Keukeleire has raced Paris-Roubaix every year since signing with French Pro Continental team Cofidis in 2010, with his best finish there coming in 2015 when he made the final selection and finished sixth in the sprint in Roubaix velodrome, where John Degenkolb took the win.
It was a result that proved Keukeleire had the skills to conquer the cobbles and the strength to stick with the best as the race of attrition took its toll on the peloton. Now he's got an added confidence boost of racing on a Belgian squad that is primed for the Classics.
But for now, Keukeleire's Classics aspirations will sit on the back burner as he competes with Lotto Soudal at the Vuelta a San Juan, his first race in Argentina since competing at the Tour de San Luis in 2014. So far this week his best result has been seventh in the chaotic stage 4 sprint in Villa San Augustin.

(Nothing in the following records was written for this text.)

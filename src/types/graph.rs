//! Simple undirected graph over vertices `0..n`.

use std::collections::BTreeSet;
use std::fmt;

use petgraph::graph::{NodeIndex, UnGraph};
use petgraph::unionfind::UnionFind;
use serde::{Deserialize, Serialize};

/// Error type for graph construction.
#[derive(Debug, Clone, PartialEq, Eq, thiserror::Error)]
pub enum GraphError {
    /// An edge joins a vertex to itself.
    #[error("Self-loop at vertex {0}")]
    SelfLoop(usize),
    /// An edge names a vertex outside `0..n`.
    #[error("Vertex {vertex} out of range for graph with {vertex_count} vertices")]
    VertexOutOfRange {
        /// Offending vertex.
        vertex: usize,
        /// Number of vertices in the graph.
        vertex_count: usize,
    },
}

/// Undirected edge, normalized so that `u < v`.
///
/// Implements `Ord` as (u, v), which is the slot order used by the edge index.
/// Deserializing normalizes the endpoints.
#[derive(Debug, Clone, Copy, PartialEq, Eq, PartialOrd, Ord, Hash, Serialize, Deserialize)]
#[serde(from = "EdgeRecord")]
pub struct UndirectedEdge {
    /// Smaller endpoint.
    pub u: usize,
    /// Larger endpoint.
    pub v: usize,
}

impl UndirectedEdge {
    /// Create a normalized edge from two endpoints in any order.
    pub fn new(a: usize, b: usize) -> Self {
        if a <= b {
            Self { u: a, v: b }
        } else {
            Self { u: b, v: a }
        }
    }

    /// Endpoints as a tuple.
    pub fn endpoints(&self) -> (usize, usize) {
        (self.u, self.v)
    }
}

impl From<(usize, usize)> for UndirectedEdge {
    fn from((a, b): (usize, usize)) -> Self {
        Self::new(a, b)
    }
}

#[derive(Deserialize)]
struct EdgeRecord {
    u: usize,
    v: usize,
}

impl From<EdgeRecord> for UndirectedEdge {
    fn from(record: EdgeRecord) -> Self {
        Self::new(record.u, record.v)
    }
}

impl fmt::Display for UndirectedEdge {
    fn fmt(&self, f: &mut fmt::Formatter<'_>) -> fmt::Result {
        write!(f, "({}, {})", self.u, self.v)
    }
}

/// Finite simple undirected graph.
///
/// Edges are stored normalized and sorted, so two graphs built from the same
/// edge set compare equal regardless of input order. Serialized as
/// `{vertex_count, edges}`; deserializing goes through [`SimpleGraph::from_edges`].
#[derive(Debug, Clone, PartialEq, Eq, Serialize, Deserialize)]
#[serde(try_from = "GraphRecord", into = "GraphRecord")]
pub struct SimpleGraph {
    vertex_count: usize,
    edges: Vec<UndirectedEdge>,
    adjacency: Vec<BTreeSet<usize>>,
}

#[derive(Serialize, Deserialize)]
struct GraphRecord {
    vertex_count: usize,
    edges: Vec<UndirectedEdge>,
}

impl TryFrom<GraphRecord> for SimpleGraph {
    type Error = GraphError;

    fn try_from(record: GraphRecord) -> Result<Self, Self::Error> {
        Self::from_edges(record.vertex_count, record.edges)
    }
}

impl From<SimpleGraph> for GraphRecord {
    fn from(graph: SimpleGraph) -> Self {
        Self {
            vertex_count: graph.vertex_count,
            edges: graph.edges,
        }
    }
}

impl SimpleGraph {
    /// Create a graph with `vertex_count` vertices and no edges.
    pub fn empty(vertex_count: usize) -> Self {
        Self {
            vertex_count,
            edges: Vec::new(),
            adjacency: vec![BTreeSet::new(); vertex_count],
        }
    }

    /// Build a graph from an edge list. Duplicate edges collapse.
    pub fn from_edges<I, E>(vertex_count: usize, edges: I) -> Result<Self, GraphError>
    where
        I: IntoIterator<Item = E>,
        E: Into<UndirectedEdge>,
    {
        let mut graph = Self::empty(vertex_count);
        for edge in edges {
            let edge = edge.into();
            graph.add_edge(edge.u, edge.v)?;
        }
        Ok(graph)
    }

    /// Build a graph from an adjacency list indexed by vertex.
    ///
    /// The list is symmetrized: `j` in `adj[i]` adds the edge `{i, j}` even if
    /// `i` is missing from `adj[j]`.
    pub fn from_adjacency(adjacency: &[Vec<usize>]) -> Result<Self, GraphError> {
        let mut graph = Self::empty(adjacency.len());
        for (i, neighbors) in adjacency.iter().enumerate() {
            for &j in neighbors {
                graph.add_edge(i, j)?;
            }
        }
        Ok(graph)
    }

    /// Path graph `0 - 1 - ... - (n-1)`.
    pub fn path(n: usize) -> Self {
        let mut graph = Self::empty(n);
        for i in 1..n {
            graph.insert(UndirectedEdge::new(i - 1, i));
        }
        graph
    }

    /// Cycle graph on `n >= 3` vertices. Smaller `n` degrades to a path.
    pub fn cycle(n: usize) -> Self {
        let mut graph = Self::path(n);
        if n >= 3 {
            graph.insert(UndirectedEdge::new(0, n - 1));
        }
        graph
    }

    /// Complete graph `K_n`.
    pub fn complete(n: usize) -> Self {
        let mut graph = Self::empty(n);
        for u in 0..n {
            for v in (u + 1)..n {
                graph.insert(UndirectedEdge::new(u, v));
            }
        }
        graph
    }

    /// Add an undirected edge. Adding an existing edge is a no-op.
    pub fn add_edge(&mut self, a: usize, b: usize) -> Result<(), GraphError> {
        for vertex in [a, b] {
            if vertex >= self.vertex_count {
                return Err(GraphError::VertexOutOfRange {
                    vertex,
                    vertex_count: self.vertex_count,
                });
            }
        }
        if a == b {
            return Err(GraphError::SelfLoop(a));
        }
        self.insert(UndirectedEdge::new(a, b));
        Ok(())
    }

    fn insert(&mut self, edge: UndirectedEdge) {
        if self.adjacency[edge.u].insert(edge.v) {
            self.adjacency[edge.v].insert(edge.u);
            // Keep edges sorted
            let pos = self.edges.binary_search(&edge).unwrap_or_else(|p| p);
            self.edges.insert(pos, edge);
        }
    }

    /// Number of vertices.
    pub fn vertex_count(&self) -> usize {
        self.vertex_count
    }

    /// Number of edges.
    pub fn edge_count(&self) -> usize {
        self.edges.len()
    }

    /// All edges, normalized and sorted.
    pub fn edges(&self) -> &[UndirectedEdge] {
        &self.edges
    }

    /// Neighbors of `v` in ascending order. Empty for unknown vertices.
    pub fn neighbors(&self, v: usize) -> impl Iterator<Item = usize> + '_ {
        self.adjacency.get(v).into_iter().flat_map(|set| set.iter().copied())
    }

    /// Degree of `v`.
    pub fn degree(&self, v: usize) -> usize {
        self.adjacency.get(v).map_or(0, BTreeSet::len)
    }

    /// Whether `{a, b}` is an edge.
    pub fn has_edge(&self, a: usize, b: usize) -> bool {
        self.adjacency.get(a).is_some_and(|set| set.contains(&b))
    }

    /// Whether every vertex is reachable from every other.
    ///
    /// The graph with no vertices is treated as disconnected.
    pub fn is_connected(&self) -> bool {
        if self.vertex_count == 0 {
            return false;
        }
        let mut components = UnionFind::<usize>::new(self.vertex_count);
        let mut remaining = self.vertex_count - 1;
        for edge in &self.edges {
            if components.union(edge.u, edge.v) {
                remaining -= 1;
            }
        }
        remaining == 0
    }

    /// Convert to a petgraph graph whose node indices equal vertex ids.
    pub fn to_petgraph(&self) -> UnGraph<(), ()> {
        let mut graph = UnGraph::with_capacity(self.vertex_count, self.edges.len());
        for _ in 0..self.vertex_count {
            graph.add_node(());
        }
        for edge in &self.edges {
            graph.add_edge(NodeIndex::new(edge.u), NodeIndex::new(edge.v), ());
        }
        graph
    }
}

"I'm happy to be here at this race," he said. "Four years ago it wasn't here, it was in San Luis, but I always wanted to come back. It's a huge difference with Europe, not only the weather but also I think just the vibe in the bunch; it's not so stressful. We've been having some really nice races so far."
But the niceties are like to come to an end Saturday in Argentina, as crosswinds will play havoc with the peloton and could turn what on paper should be a day for the sprinters into a GC battle or a breakaway raid.
"It's a bit windy today," he wryly observed while getting ready for the start. "We tried a couple of times the last couple of days, and I think we have to try and do something again today. We'll see how it goes in the final, but I'm keen to do a hard race and to do the sprint, so we'll see."
It will also be a good test for him and his new Belgian squad.
"We're all Belgian riders here, so I think in Belgium it's impossible to grow up not riding in the crosswinds at least once in a while," he said. "We've done it a lot, and everybody who is here is keen to give it a go and try and make some splits in the crosswinds. We'll try again today. I think today might be really, really ideal for us."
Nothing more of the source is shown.